After one week I returned home. My son asked me “Are you better now?” I certainly had improved from ten days prior. Now I could be in daylight without escaping into darkness, I could tolerate moderate sounds and I was able to sleep for more than two hours at a stretch. I still had physical pain, tension and fatigue but I suddenly saw the proverbial light which gave me the strength to carry on every day.

A gratitude journal is an interesting piece of work. What transpires as one notices and writes down ones observations is an awareness of self. I began to become aware of how busy my mind was and I acknowledged that my thoughts played a large role in my perception of situations. I needed to do something about my thoughts.

My next step was practicing the art of stilling my mind. Of course one cannot delete one’s thoughts entirely but you can learn to manage them. Everyday I practiced mind management by sitting still and looking at one blade of grass for one to two hours. It was one of the most challenging exercises I have ever done. I knew I had to pursue it, I knew this was my key. After three months I realised I was no longer having to force myself to sit still and focus, it had become part of my routine, part of who I was every day, without me noticing. To this day I have not skipped one day of meditation.
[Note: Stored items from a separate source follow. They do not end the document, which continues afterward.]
//! Rule templates: `{variable}` expansion against resolved metadata.

use std::collections::HashMap;
use std::path::PathBuf;

use crate::metadata::MovieDetail;

use super::filename::FileAttributes;

const UNKNOWN: &str = "Unknown";

/// Variables a template can reference.
#[derive(Debug, Clone)]
pub struct RuleContext {
    values: HashMap<&'static str, String>,
}

impl RuleContext {
    /// `original_title` is the title before translation.
    pub fn new(
        detail: &MovieDetail,
        original_title: &str,
        attrs: &FileAttributes,
        code: &str,
        max_title_len: usize,
    ) -> Self {
        let mut values = HashMap::new();
        let number = if detail.number.is_empty() {
            code
        } else {
            detail.number.as_str()
        };

        values.insert("number", number.to_string());
        values.insert("title", truncate(&detail.title, max_title_len));
        values.insert("original_title", truncate(original_title, max_title_len));
        values.insert(
            "actor",
            detail.actors.first().cloned().unwrap_or_default(),
        );
        values.insert("actors", detail.actors.join(","));
        values.insert("director", detail.director.clone());
        values.insert("studio", detail.maker.clone());
        values.insert("publisher", detail.label.clone());
        values.insert("series", detail.series.clone());
        values.insert("year", detail.year().unwrap_or_default().to_string());
        values.insert("release", detail.release_date.clone().unwrap_or_default());
        values.insert(
            "runtime",
            if detail.runtime > 0 {
                detail.runtime.to_string()
            } else {
                String::new()
            },
        );
        values.insert("letters", attrs.letters.clone());
        values.insert("tags", attrs.tags().join(","));

        Self { values }
    }

    /// Expand `{name}` references. Empty values become `Unknown`, except
    /// `{suffix}` which is allowed to vanish. Unknown names are left as is.
    pub fn expand(&self, template: &str, suffix: &str) -> String {
        let mut out = String::with_capacity(template.len());
        let mut rest = template;

        while let Some(open) = rest.find('{') {
            out.push_str(&rest[..open]);
            let after = &rest[open + 1..];
            let Some(close) = after.find('}') else {
                out.push_str(&rest[open..]);
                return out;
            };

            let name = &after[..close];
            if name == "suffix" {
                out.push_str(suffix);
            } else {
                match self.values.get(name) {
                    Some(value) if !value.trim().is_empty() => out.push_str(value),
                    Some(_) => out.push_str(UNKNOWN),
                    None => {
                        out.push('{');
                        out.push_str(name);
                        out.push('}');
                    }
                }
            }
            rest = &after[close + 1..];
        }

        out.push_str(rest);
        out
    }

    /// Expand a `/`-separated directory rule into a relative path.
    pub fn directory(&self, rule: &str, suffix: &str) -> PathBuf {
        rule.split('/')
            .filter(|segment| !segment.trim().is_empty())
            .map(|segment| sanitize_component(&self.expand(segment, suffix)))
            .collect()
    }

    /// Expand the file stem rule into a single path component.
    pub fn file_stem(&self, rule: &str, suffix: &str) -> String {
        sanitize_component(&self.expand(rule, suffix))
    }
}

fn truncate(value: &str, max_chars: usize) -> String {
    if max_chars == 0 {
        return value.trim().to_string();
    }
    value.trim().chars().take(max_chars).collect::<String>().trim_end().to_string()
}

/// Make a string safe as one path component.
pub fn sanitize_component(value: &str) -> String {
    let replaced: String = value
        .chars()
        .map(|c| match c {
            '/' | '\\' | ':' | '*' | '?' | '"' | '<' | '>' | '|' => ' ',
            c if c.is_control() => ' ',
            c => c,
        })
        .collect();

    let collapsed = replaced.split_whitespace().collect::<Vec<_>>().join(" ");
    let trimmed = collapsed.trim_matches(|c: char| c == '.' || c == ' ');

    if trimmed.is_empty() {
        UNKNOWN.to_string()
    } else {
        trimmed.to_string()
    }
}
During those three months I slowly gained more strength and was able to do simple tasks again such as cooking meals. In my fourth month of recovery I began assisting my husband with his business on a part time basis. I was still spending a large part of my day focused on healing and restoring my energy but I was feeling useful now that I was once more contributing to the financial pot. My recovery continued steadily for the next three years. Every now and then a disruption would occur such as a robbery or another household move and this would send me flying back into the symptoms of fibromyalgia.

The benefit of all these traumatic experiences was that each time I deepened my meditation practice. During the times of quietened thoughts, a heightened awareness would arise, resulting in the development of new self-healing processes which I would use with myself and my family. My toolbox began to overflow with powerful and effective techniques.

Eventually I was strong enough to start sharing my processes with others who also needed to heal. I held workshops at my home and then workshops at larger venues. I studied part time courses such as Birth into Being, the Path Method, Kinesiology, amongst others. All the while I was still working part time for my husbands business. I had more energy than ever before.  In 2016 I began practicing as a full time holistic psychology practitioner.  Occasionally I notice hints of fibromyalgia wanting to creep back in but I quickly nip it.  I know what works.  The biggest value to my life has been lifestyle change and this is what keeps me on track and living the life I desire.